We launched DAYBUE in April 2023, and our focus is to continue to establish DAYBUE as the standard of care for patients with Rett syndrome. In order to help us achieve this goal, we are continuing to increase awareness of DAYBUE’s benefits in Rett syndrome with a prescriber and patient education campaign consisting of key opinion leader speaker programs, attendance at medical meetings, digital outreach, and multimedia campaigns.

We also have support services including the Acadia Connect hub for physicians, patients and their families that provide broad resources to help with access, reimbursement and the continual clinical support to help patients start and stay on therapy. For healthcare providers and practices, Acadia Connect provides access and coverage support services, information on appropriate financial assistance options for eligible patients, and coordination of medication delivery to patients through our specialty pharmacy.

In selected markets outside of the United States in which DAYBUE may be approved, if any, we may choose to commercialize DAYBUE independently or by establishing one or more strategic alliances.

Long-Lived Assets

Our tangible long-lived assets are comprised of intangible assets and property and equipment. Our property and equipment totaled $7.5 million, $4.2 million, and $4.6 million as of December 31, 2025, 2024 and 2023, respectively. A majority of our tangible long-lived assets are located in the United States. Our intangible assets, comprised of right-of-use assets and other intangibles acquired, totaled $156.2 million, $166.4 million and $117.3 million as of December 31, 2025, 2024 and 2023, respectively.

Employees and Human Capital

Employees. At December 31, 2025, we had a total of 798 employees, 796 of whom were full-time. Our workforce includes physicians, scientists and professionals in research and development, regulatory, manufacturing, marketing, sales, finance, legal and other functions that are important to our business. We also utilize temporary workers when doing so enhances operational flexibility, and we engage external advisers and consultants when this approach best supports our business needs.

Employee Engagement, Benefits & Development. We believe that our future success is dependent upon our ability to recruit, hire and retain exceptional employees. We offer competitive cash compensation, opportunities to own equity, and a comprehensive benefits program designed to support employee well-being. These benefits include wellness programs, healthcare coverage, life and disability insurance, retirement planning and paid time off.

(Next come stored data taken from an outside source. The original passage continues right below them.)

#[cfg(test)]
mod tests {
    use super::*;
    use tempfile::TempDir;

    fn write(root: &Path, rel: &str, content: &str) {
        let path = root.join(rel);
        fs::create_dir_all(path.parent().unwrap()).unwrap();
        fs::write(path, content).unwrap();
    }

    fn library(dir: &TempDir) -> ContentLibrary {
        let content = dir.path().join("content");
        ContentLibrary::new(&content, content.join("_images"), "/content/_images/", "pages")
    }

    fn entry(title: &str, date: Option<&str>) -> ListingEntry {
        let mut meta = Mapping::new();
        if let Some(date) = date {
            insert_text(&mut meta, "date", date.to_string());
        }
        ListingEntry {
            title: title.to_string(),
            author: None,
            date: date.map(str::to_string),
            description: None,
            href: format!("/pages/{}.html", title),
            image: None,
            source: PathBuf::from(title),
            meta,
        }
    }

    fn titles(entries: &[ListingEntry]) -> Vec<&str> {
        entries.iter().map(|e| e.title.as_str()).collect()
    }

    #[test]
    fn test_sort_key_parse() {
        assert_eq!(SortKey::parse("date_desc"), SortKey::default());
        assert_eq!(SortKey::parse(""), SortKey::default());

        let key = SortKey::parse("title_asc");
        assert_eq!(key.field, "title");
        assert_eq!(key.direction, SortDirection::Asc);

        let key = SortKey::parse("published_at_asc");
        assert_eq!(key.field, "published_at");
        assert_eq!(key.direction, SortDirection::Asc);

        let key = SortKey::parse("published_at");
        assert_eq!(key.field, "published_at");
        assert_eq!(key.direction, SortDirection::Desc);

        assert_eq!(SortKey::parse("_asc").field, "date");
    }

    #[test]
    fn test_missing_dates_sort_lowest_in_both_directions() {
        let mut entries = vec![
            entry("Undated", None),
            entry("Newer", Some("2025-02-01")),
            entry("Garbled", Some("someday")),
            entry("Older", Some("2024-12-31")),
        ];

        sort_entries(&mut entries, &SortKey::parse("date_desc"));
        assert_eq!(titles(&entries), vec!["Newer", "Older", "Garbled", "Undated"]);

        sort_entries(&mut entries, &SortKey::parse("date_asc"));
        assert_eq!(titles(&entries), vec!["Garbled", "Undated", "Older", "Newer"]);
    }

    #[test]
    fn test_ties_break_on_title_regardless_of_direction() {
        let mut entries = vec![
            entry("B", Some("2025-01-01")),
            entry("A", Some("2025-01-01")),
        ];

        sort_entries(&mut entries, &SortKey::parse("date_desc"));
        assert_eq!(titles(&entries), vec!["A", "B"]);
        sort_entries(&mut entries, &SortKey::parse("date_asc"));
        assert_eq!(titles(&entries), vec!["A", "B"]);
    }

    #[test]
    fn test_text_fields_sort_after_dates() {
        let mut entries = vec![entry("Zed", None), entry("Amy", None)];
        sort_entries(&mut entries, &SortKey::parse("title_asc"));
        assert_eq!(titles(&entries), vec!["Amy", "Zed"]);
    }

    #[test]
    fn test_split_author_title() {
        assert_eq!(
            split_author_title("Jane-Doe--My-First-Post"),
            (Some("Jane Doe".to_string()), "My First Post".to_string())
        );
        assert_eq!(
            split_author_title("jane doe  my  post"),
            (Some("Jane Doe".to_string()), "My Post".to_string())
        );
        assert_eq!(split_author_title("Solo-Title"), (None, "Solo Title".to_string()));
    }

    #[test]
    fn test_date_from_path() {
        assert_eq!(
            date_from_path(Path::new("content/blogs/2025/08/post.md")),
            Some("2025-08-01".to_string())
        );
        assert_eq!(date_from_path(Path::new("content/blogs/2025/13/post.md")), None);
        assert_eq!(date_from_path(Path::new("content/people/quinn.md")), None);
    }

    #[test]
    fn test_list_blog_posts() {
        let dir = TempDir::new().unwrap();
        let content = dir.path().join("content");
        write(&content, "blogs/2025/08/Jane-Doe--My-First-Post.md", "# Hello\n");
        write(
            &content,
            "blogs/2025/09/Ann-Lee--Second.md",
            "---\ntitle: Custom Title\n---\nBody\n",
        );
        write(
            &content,
            "blogs/2025/10/Hidden--Draft.md",
            "---\ndraft: true\n---\nSecret\n",
        );

        let request = ListingRequest::new("blogs").with_naming(NamingConvention::AuthorTitle);
        let entries = library(&dir).list(&request);

        assert_eq!(titles(&entries), vec!["Custom Title", "My First Post"]);
        let first_post = &entries[1];
        assert_eq!(first_post.author.as_deref(), Some("Jane Doe"));
        assert_eq!(first_post.date.as_deref(), Some("2025-08-01"));
        assert_eq!(
            first_post.href,
            "/pages/blogs/2025/08/Jane-Doe--My-First-Post.html"
        );
    }

    #[test]
    fn test_list_people_with_avatars_and_limit() {
        let dir = TempDir::new().unwrap();
        let content = dir.path().join("content");
        write(&content, "people/Quinn.md", "# Quinn\n");
        write(&content, "people/Ada-Lovelace.md", "# Ada\n");
        write(&content, "people/nested/Ignored.md", "# Nope\n");
        write(&content, "_images/quinn_avatar.svg", "<svg/>");

        let request = ListingRequest::new("people")
            .with_discovery(Discovery::Flat)
            .with_sort(SortKey::parse("title_asc"))
            .with_avatars(true);
        let entries = library(&dir).list(&request);

        assert_eq!(titles(&entries), vec!["Ada Lovelace", "Quinn"]);
        assert_eq!(entries[0].image, None);
        assert_eq!(
            entries[1].image.as_deref(),
            Some("/content/_images/quinn_avatar.svg")
        );

        let limited = library(&dir).list(&request.with_limit(Some(1)));
        assert_eq!(titles(&limited), vec!["Ada Lovelace"]);
    }

    #[test]
    fn test_missing_subfolder_lists_nothing() {
        let dir = TempDir::new().unwrap();
        assert!(library(&dir).list(&ListingRequest::new("nowhere")).is_empty());
    }

    #[test]
    fn test_request_from_section() {
        let value: Value = serde_yaml::from_str(
            "type: pagelist.cards\nsubfolder: blogs\nsort: title_asc\nlimit: 2\nrecursive: true\nnaming: author_title\n",
        )
        .unwrap();
        let section = SectionDescriptor::from_value(&value).unwrap();
        let request = ListingRequest::from_section(&section).unwrap();

        assert_eq!(request.subfolder, "blogs");
        assert_eq!(request.discovery, Discovery::Recursive);
        assert_eq!(request.naming, NamingConvention::AuthorTitle);
        assert_eq!(request.sort, SortKey::parse("title_asc"));
        assert_eq!(request.limit, Some(2));
    }
}
//! Markdown to HTML conversion.
//!
//! Two renderers share the [`MarkdownRenderer`] interface; the engine is
//! chosen once from the project config.

pub mod highlight;

use crate::slug::slugify;
use pulldown_cmark::{html, CowStr, Event, Options, Parser, Tag, TagEnd};
use serde::{Deserialize, Serialize};
use std::collections::HashMap;

pub use highlight::HighlightTransformer;

/// Converts a markdown body into an HTML fragment
pub trait MarkdownRenderer: Send + Sync {
    fn to_html(&self, markdown: &str) -> String;
}

/// Which renderer a build uses
#[derive(Debug, Clone, Copy, Default, PartialEq, Eq, Serialize, Deserialize)]
#[serde(rename_all = "lowercase")]
pub enum MarkdownEngine {
    #[default]
    Full,
    Plain,
}

impl MarkdownEngine {
    pub fn renderer(self) -> Box<dyn MarkdownRenderer> {
        match self {
            MarkdownEngine::Full => Box::new(CommonMarkRenderer::new()),
            MarkdownEngine::Plain => Box::new(PlainRenderer),
        }
    }
}

/// pulldown-cmark with the extended feature set, heading anchors and
/// highlighted code blocks
pub struct CommonMarkRenderer {
    options: Options,
}

impl CommonMarkRenderer {
    pub fn new() -> Self {
        let mut options = Options::empty();
        options.insert(Options::ENABLE_TABLES);
        options.insert(Options::ENABLE_FOOTNOTES);
        options.insert(Options::ENABLE_STRIKETHROUGH);
        options.insert(Options::ENABLE_TASKLISTS);
        options.insert(Options::ENABLE_DEFINITION_LIST);
        options.insert(Options::ENABLE_HEADING_ATTRIBUTES);

        Self { options }
    }
}

impl Default for CommonMarkRenderer {
    fn default() -> Self {
        Self::new()
    }
}

impl MarkdownRenderer for CommonMarkRenderer {
    fn to_html(&self, markdown: &str) -> String {
        let events: Vec<Event> = Parser::new_ext(markdown, self.options).collect();

        let heading_ids = collect_heading_ids(&events);
        let events = attach_heading_ids(events, heading_ids);
        let events = HighlightTransformer::new().transform(events);

        let mut html_output = String::new();
        html::push_html(&mut html_output, events.into_iter());
        html_output
    }
}

/// Fallback that only wraps blank-line separated blocks in paragraphs
#[derive(Debug, Clone, Copy, Default)]
pub struct PlainRenderer;

impl MarkdownRenderer for PlainRenderer {
    fn to_html(&self, markdown: &str) -> String {
        let normalized = markdown.replace("\r\n", "\n");
        normalized
            .split("\n\n")
            .map(str::trim)
            .filter(|block| !block.is_empty())
            .map(|block| format!("<p>{}</p>", block))
            .collect::<Vec<_>>()
            .join("\n")
    }
}

/// Slug ids for every heading, in document order; repeated slugs get a
/// numeric suffix.
fn collect_heading_ids(events: &[Event]) -> Vec<String> {
    let mut ids = Vec::new();
    let mut seen: HashMap<String, usize> = HashMap::new();
    let mut current: Option<String> = None;

    for event in events {
        match event {
            Event::Start(Tag::Heading { .. }) => current = Some(String::new()),
            Event::Text(text) | Event::Code(text) => {
                if let Some(title) = current.as_mut() {
                    title.push_str(text);
                }
            }
            Event::End(TagEnd::Heading(_)) => {
                if let Some(title) = current.take() {
                    let base = match slugify(&title) {
                        slug if slug.is_empty() => String::from("section"),
                        slug => slug,
                    };
                    let count = seen.entry(base.clone()).or_insert(0);
                    let id = if *count == 0 {
                        base
                    } else {
                        format!("{}-{}", base, count)
                    };
                    *count += 1;
                    ids.push(id);
                }
            }
            _ => {}
        }
    }

    ids
}

/// Give headings their slug id unless an explicit `{#id}` was written
fn attach_heading_ids(events: Vec<Event<'_>>, ids: Vec<String>) -> Vec<Event<'_>> {
    let mut ids = ids.into_iter();

    events
        .into_iter()
        .map(|event| match event {
            Event::Start(Tag::Heading {
                level,
                id,
                classes,
                attrs,
            }) => {
                let generated = ids.next();
                let id = id.or_else(|| generated.map(|s| CowStr::Boxed(s.into_boxed_str())));
                Event::Start(Tag::Heading {
                    level,
                    id,
                    classes,
                    attrs,
                })
            }
            other => other,
        })
        .collect()
}
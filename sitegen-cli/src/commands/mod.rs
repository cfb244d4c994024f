//! CLI command implementations.

pub mod build;
pub mod init;
pub mod serve;

pub use build::{build_site, clean_site};
pub use init::init_project;
pub use serve::serve_site;
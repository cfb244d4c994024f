//! # sitegen-render
//!
//! Template rendering and site compilation for sitegen: tera templates,
//! render contexts, the build orchestrator and the sitemap.

pub mod compiler;
pub mod context;
pub mod sitemap;
pub mod templates;

pub use compiler::{BuildError, BuildReport, BuildSettings, SiteCompiler};
pub use context::{ContentIndex, ContextBuilder, IndexProvider, ProviderRegistry};
pub use templates::TemplateRenderer;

We invest in employee growth through leadership and professional development programs, as well as tuition reimbursement. To assess our employee engagement and inform continuous improvement, we regularly conduct employee surveys and review insights to guide organizational initiatives.

Diversity, Equity, Inclusion & Belonging (DEIB). We are committed to fostering a diverse, equitable, inclusive workplace where all employees feel a sense of belonging. Our DEIB efforts support our mission and values, and aim to strengthen our culture, enhance employee experience, and contribute positively to the communities we serve. We continue to advance initiatives that promote inclusive talent practices, equitable opportunities, and a workplace environment in which diverse perspectives are recognized and valued.